Would you please copy out each entry exactly?
Content starts
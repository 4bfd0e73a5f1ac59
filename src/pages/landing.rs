//! Landing page: QR code linking to the registration form

use axum::{http::HeaderMap, response::Html};

use crate::{
    error::AppResult,
    pages::{escape_html, layout, request_origin},
    services::qr,
};

pub async fn landing(headers: HeaderMap) -> AppResult<Html<String>> {
    let origin = request_origin(&headers);
    let form_url = qr::form_url(&origin);
    let svg = qr::render_svg(&form_url, qr::QR_SIZE)?;

    let body = format!(
        r#"<h1>Visitor Management</h1>
<p class="lead">Scan this QR code to access the visitor registration form</p>
<div class="qr">{svg}</div>
<p class="center">QR Code contains:</p>
<p class="center"><code>{url}</code></p>
<p class="lead">When visitors scan this QR code, they will be redirected to the visitor registration form.</p>
<p class="center"><a class="button" href="/visitor/form">Go to Form Directly</a></p>
"#,
        svg = svg,
        url = escape_html(&form_url)
    );
    Ok(Html(layout("Visitor Management", &body)))
}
Content ends
**Answer space**
repository 4bfd0e73a5f1ac59
filename src/pages/landing.rs
//! Landing page: QR code linking to the registration form

use axum::{http::HeaderMap, response::Html};

use crate::{
    error::AppResult,
    pages::{escape_html, layout, request_origin},
    services::qr,
};

pub async fn landing(headers: HeaderMap) -> AppResult<Html<String>> {
    let origin = request_origin(&headers);
    let form_url = qr::form_url(&origin);
    let svg = qr::render_svg(&form_url, qr::QR_SIZE)?;

    let body = format!(
        r#"<h1>Visitor Management</h1>
<p class="lead">Scan this QR code to access the visitor registration form</p>
<div class="qr">{svg}</div>
<p class="center">QR Code contains:</p>
<p class="center"><code>{url}</code></p>
<p class="lead">When visitors scan this QR code, they will be redirected to the visitor registration form.</p>
<p class="center"><a class="button" href="/visitor/form">Go to Form Directly</a></p>
"#,
        svg = svg,
        url = escape_html(&form_url)
    );
    Ok(Html(layout("Visitor Management", &body)))
}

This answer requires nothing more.